FRA Certification Helpline: (216) 694-0240

(The following story by Scott Streater appeared on the Fort Worth Star-Telegram website on July 7.)

FORT WORTH, Texas — Railroad companies are beginning a months-long process to determine the safest routes for transporting hazardous rail shipments as part of a new federal law that could have a big impact in Dallas-Fort Worth.

Studies show that the region receives more rail shipments of toxic chlorine gas than anywhere else in the country. Chlorine gas released into the air can travel close to the ground for miles at concentrations that can cause permanent lung damage and death.

Millions of people could be seriously injured by chlorine leaking from a rail car or storage tank, according to federal records. A Star-Telegram review of federal Risk Management Plans last year showed that chlorine — whether stored on-site or shipped by rail car or tanker truck — is by far the biggest toxic threat in the region, placing more than 1 million people in Tarrant County at risk each day.

The railroad industry does not have to begin using the safest routes until Sept. 1, 2009, said Steve Kulm, a Federal Railroad Administration spokesman.

Fred Millar, a consultant with environmental group Friends of the Earth, said, “I’m extremely negative against this new rule.” He notes that the new law allows the railroad industry to determine the safest routes with little oversight and that it supersedes state and local hazardous rail-routing laws.
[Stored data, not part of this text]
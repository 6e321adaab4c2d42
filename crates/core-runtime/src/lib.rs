//! # Core Runtime
//!
//! The multi-tenant host: named cores with pluggable handler tables,
//! grouped into per-role containers, administered over HTTP and joined
//! into a cluster of identical hosts.
//!
//! ## Layout
//!
//! | Module | Contents |
//! |--------|----------|
//! | `cores` | [`Core`], [`CoreDescriptor`], [`CoreConfig`], [`CoreFactory`], request routing |
//! | `container` | [`CoreContainer`] per role and the process-wide [`CoreContainers`] |
//! | `admin` | [`CoreAdmin`] and its [`AdminAction`]s |
//! | `handlers` | Built-in request handlers (`ping`, `echo`, `stats`) |
//! | `http` | The axum surface |
//! | `context` | [`ProcessContext`] shared by every core |
//!
//! ## Start-up
//!
//! ```text
//! CoreContainers::with_options(root)   store + cluster + context
//!   -> init()                          one container per role, cores built
//!   -> on_inited().await               settings, monitors, cluster join
//!   -> http::serve(...)                until the shutdown signal
//!   -> shutdown().await                eight guarded phases
//! ```

pub mod admin;
pub mod container;
pub mod context;
pub mod cores;
pub mod error;
pub mod handlers;
pub mod http;

pub use admin::{AdminAction, AdminRequest, CoreAdmin};
pub use container::{
    AdminConfig, ContainersOptions, CoreContainer, CoreContainers, InitFailure,
    CONTAINER_MONITOR_SCOPE, DEFAULT_CORE_NAME, DEFAULT_ROLE,
};
pub use context::ProcessContext;
pub use cores::{
    Core, CoreConfig, CoreDescriptor, CoreFactory, CoreRequest, RequestHandler,
    StandardCoreFactory,
};
pub use error::{AdminError, AdminResult};

#[cfg(test)]
pub(crate) mod test_support;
“Not a single city in this country will be better-protected as a result of this regulation,” he said.

The risk

The hazardous-rail-cargo law enacted last year was part of a broad Homeland Security bill that requires the U.S. Transportation Department to work with railroads and local leaders nationwide to find the safest routes for hazardous rail cargo and reroute it through less-populated areas if possible. About 100 plants nationwide store enough chlorine or other chemicals to harm at least 100,000 people, according to federal records. Texas has 23, the most in the nation.

A target for terrorists?

Federal officials are increasingly concerned about chlorine tanks being terrorist targets. A Homeland Security Council report in 2006 concluded that blowing up a chlorine gas tank in a highly populated area could kill 17,500 people and hospitalize as many as 1 million.

What rail carriers say

The Association of American Railroads, an industry trade group, did not oppose the rail car stipulation but said that instead of finding alternative routes, the federal government should require water and wastewater utilities to find alternatives to disinfecting with chlorine.

“The ultimate solution lies in the development and use of safer chemicals where possible,” said Tom White, a railroad group spokesman.